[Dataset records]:
+===+

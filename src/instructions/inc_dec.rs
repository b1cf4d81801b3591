//! # Increment and Decrement Instructions
//!
//! INC/DEC operate on memory (read-modify-write); INX, INY, DEX, DEY
//! operate on the index registers. All wrap at the byte boundary and set
//! N and Z from the result.

use crate::addressing::Operand;
use crate::cpu::Cpu;
use crate::memory::MemoryBus;

/// INC: memory <- memory + 1.
pub(crate) fn inc<M: MemoryBus>(cpu: &mut Cpu<M>, operand: Operand) {
    let result = cpu.read_operand(operand).wrapping_add(1);
    cpu.write_operand(operand, result);
    cpu.set_flags_nz(result);
}

/// DEC: memory <- memory - 1.
pub(crate) fn dec<M: MemoryBus>(cpu: &mut Cpu<M>, operand: Operand) {
    let result = cpu.read_operand(operand).wrapping_sub(1);
    cpu.write_operand(operand, result);
    cpu.set_flags_nz(result);
}

pub(crate) fn inx<M: MemoryBus>(cpu: &mut Cpu<M>) {
    cpu.x = cpu.x.wrapping_add(1);
    cpu.set_flags_nz(cpu.x);
}

pub(crate) fn iny<M: MemoryBus>(cpu: &mut Cpu<M>) {
    cpu.y = cpu.y.wrapping_add(1);
    cpu.set_flags_nz(cpu.y);
}

pub(crate) fn dex<M: MemoryBus>(cpu: &mut Cpu<M>) {
    cpu.x = cpu.x.wrapping_sub(1);
    cpu.set_flags_nz(cpu.x);
}

pub(crate) fn dey<M: MemoryBus>(cpu: &mut Cpu<M>) {
    cpu.y = cpu.y.wrapping_sub(1);
    cpu.set_flags_nz(cpu.y);
}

+===+

[Activity]: Transcribe exactly, and only, the lines from the one with "memory - 1." through the last line of the data.

[Solution for this exercise]:
/// DEC: memory <- memory - 1.
pub(crate) fn dec<M: MemoryBus>(cpu: &mut Cpu<M>, operand: Operand) {
    let result = cpu.read_operand(operand).wrapping_sub(1);
    cpu.write_operand(operand, result);
    cpu.set_flags_nz(result);
}

pub(crate) fn inx<M: MemoryBus>(cpu: &mut Cpu<M>) {
    cpu.x = cpu.x.wrapping_add(1);
    cpu.set_flags_nz(cpu.x);
}

pub(crate) fn iny<M: MemoryBus>(cpu: &mut Cpu<M>) {
    cpu.y = cpu.y.wrapping_add(1);
    cpu.set_flags_nz(cpu.y);
}

pub(crate) fn dex<M: MemoryBus>(cpu: &mut Cpu<M>) {
    cpu.x = cpu.x.wrapping_sub(1);
    cpu.set_flags_nz(cpu.x);
}

pub(crate) fn dey<M: MemoryBus>(cpu: &mut Cpu<M>) {
    cpu.y = cpu.y.wrapping_sub(1);
    cpu.set_flags_nz(cpu.y);
}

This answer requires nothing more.